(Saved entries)
☆ ☆ ☆

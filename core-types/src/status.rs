// Copyright (c) James Kassemi, SC, US. All rights reserved.
use std::sync::Arc;

use parking_lot::RwLock;
use serde::Serialize;

/// Coarse health level reported by each long-running service.
#[derive(Debug, Clone, Copy, PartialEq, Eq, Default, Serialize)]
pub enum OverallStatus {
    Ok,
    #[default]
    Warn,
    Crit,
}

/// Named numeric reading published next to a service's health.
#[derive(Debug, Clone, PartialEq, Serialize)]
pub struct StatusGauge {
    pub label: String,
    pub value: f64,
    pub unit: Option<String>,
}

impl StatusGauge {
    pub fn new(label: impl Into<String>, value: f64) -> Self {
        Self {
            label: label.into(),
            value,
            unit: None,
        }
    }

    pub fn with_unit(mut self, unit: impl Into<String>) -> Self {
        self.unit = Some(unit.into());
        self
    }
}

#[derive(Debug, Clone, Default)]
struct ServiceStatus {
    overall: OverallStatus,
    warnings: Vec<String>,
    errors: Vec<String>,
    gauges: Vec<StatusGauge>,
}

#[derive(Debug, Clone, Serialize)]
pub struct ServiceStatusSnapshot {
    pub name: String,
    pub overall: OverallStatus,
    pub warnings: Vec<String>,
    pub errors: Vec<String>,
    pub gauges: Vec<StatusGauge>,
}

/// Cloneable handle a service uses to publish its own health.
#[derive(Clone)]
pub struct ServiceStatusHandle {
    name: &'static str,
    inner: Arc<RwLock<ServiceStatus>>,
}

impl ServiceStatusHandle {
    pub fn new(name: &'static str) -> Self {
        Self {
            name,
            inner: Arc::new(RwLock::new(ServiceStatus::default())),
        }
    }

    pub fn service_name(&self) -> &'static str {
        self.name
    }

    pub fn set_overall(&self, status: OverallStatus) {
        self.inner.write().overall = status;
    }

    pub fn overall(&self) -> OverallStatus {
        self.inner.read().overall
    }

    pub fn push_warning(&self, msg: impl Into<String>) {
        self.inner.write().warnings.push(msg.into());
    }

    pub fn clear_warnings(&self) {
        self.inner.write().warnings.clear();
    }

    pub fn push_error(&self, msg: impl Into<String>) {
        self.inner.write().errors.push(msg.into());
    }

    pub fn clear_errors_matching(&self, predicate: impl Fn(&str) -> bool) {
        self.inner.write().errors.retain(|e| !predicate(e));
    }

    /// Replaces the gauge with the same label, or appends it.
    pub fn set_gauge(&self, gauge: StatusGauge) {
        let mut guard = self.inner.write();
        match guard.gauges.iter_mut().find(|g| g.label == gauge.label) {
            Some(existing) => *existing = gauge,
            None => guard.gauges.push(gauge),
        }
    }

    pub fn snapshot(&self) -> ServiceStatusSnapshot {
        let guard = self.inner.read();
        ServiceStatusSnapshot {
            name: self.name.to_string(),
            overall: guard.overall,
            warnings: guard.warnings.clone(),
            errors: guard.errors.clone(),
            gauges: guard.gauges.clone(),
        }
    }
}

/// Normalises a gauge label into a metric-name fragment.
pub fn metric_slug(label: &str) -> String {
    label
        .chars()
        .map(|ch| {
            if ch.is_ascii_alphanumeric() {
                ch.to_ascii_lowercase()
            } else {
                '_'
            }
        })
        .collect()
}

☆ ☆ ☆

[TASK GOAL]:
Could the entries above be output once more, exactly as they are?

[PROBLEM SOLUTION]:
filename core-types/src/status.rs
// Copyright (c) James Kassemi, SC, US. All rights reserved.
use std::sync::Arc;

use parking_lot::RwLock;
use serde::Serialize;

/// Coarse health level reported by each long-running service.
#[derive(Debug, Clone, Copy, PartialEq, Eq, Default, Serialize)]
pub enum OverallStatus {
    Ok,
    #[default]
    Warn,
    Crit,
}

/// Named numeric reading published next to a service's health.
#[derive(Debug, Clone, PartialEq, Serialize)]
pub struct StatusGauge {
    pub label: String,
    pub value: f64,
    pub unit: Option<String>,
}

impl StatusGauge {
    pub fn new(label: impl Into<String>, value: f64) -> Self {
        Self {
            label: label.into(),
            value,
            unit: None,
        }
    }

    pub fn with_unit(mut self, unit: impl Into<String>) -> Self {
        self.unit = Some(unit.into());
        self
    }
}

#[derive(Debug, Clone, Default)]
struct ServiceStatus {
    overall: OverallStatus,
    warnings: Vec<String>,
    errors: Vec<String>,
    gauges: Vec<StatusGauge>,
}

#[derive(Debug, Clone, Serialize)]
pub struct ServiceStatusSnapshot {
    pub name: String,
    pub overall: OverallStatus,
    pub warnings: Vec<String>,
    pub errors: Vec<String>,
    pub gauges: Vec<StatusGauge>,
}

/// Cloneable handle a service uses to publish its own health.
#[derive(Clone)]
pub struct ServiceStatusHandle {
    name: &'static str,
    inner: Arc<RwLock<ServiceStatus>>,
}

impl ServiceStatusHandle {
    pub fn new(name: &'static str) -> Self {
        Self {
            name,
            inner: Arc::new(RwLock::new(ServiceStatus::default())),
        }
    }

    pub fn service_name(&self) -> &'static str {
        self.name
    }

    pub fn set_overall(&self, status: OverallStatus) {
        self.inner.write().overall = status;
    }

    pub fn overall(&self) -> OverallStatus {
        self.inner.read().overall
    }

    pub fn push_warning(&self, msg: impl Into<String>) {
        self.inner.write().warnings.push(msg.into());
    }

    pub fn clear_warnings(&self) {
        self.inner.write().warnings.clear();
    }

    pub fn push_error(&self, msg: impl Into<String>) {
        self.inner.write().errors.push(msg.into());
    }

    pub fn clear_errors_matching(&self, predicate: impl Fn(&str) -> bool) {
        self.inner.write().errors.retain(|e| !predicate(e));
    }

    /// Replaces the gauge with the same label, or appends it.
    pub fn set_gauge(&self, gauge: StatusGauge) {
        let mut guard = self.inner.write();
        match guard.gauges.iter_mut().find(|g| g.label == gauge.label) {
            Some(existing) => *existing = gauge,
            None => guard.gauges.push(gauge),
        }
    }

    pub fn snapshot(&self) -> ServiceStatusSnapshot {
        let guard = self.inner.read();
        ServiceStatusSnapshot {
            name: self.name.to_string(),
            overall: guard.overall,
            warnings: guard.warnings.clone(),
            errors: guard.errors.clone(),
            gauges: guard.gauges.clone(),
        }
    }
}

/// Normalises a gauge label into a metric-name fragment.
pub fn metric_slug(label: &str) -> String {
    label
        .chars()
        .map(|ch| {
            if ch.is_ascii_alphanumeric() {
                ch.to_ascii_lowercase()
            } else {
                '_'
            }
        })
        .collect()
}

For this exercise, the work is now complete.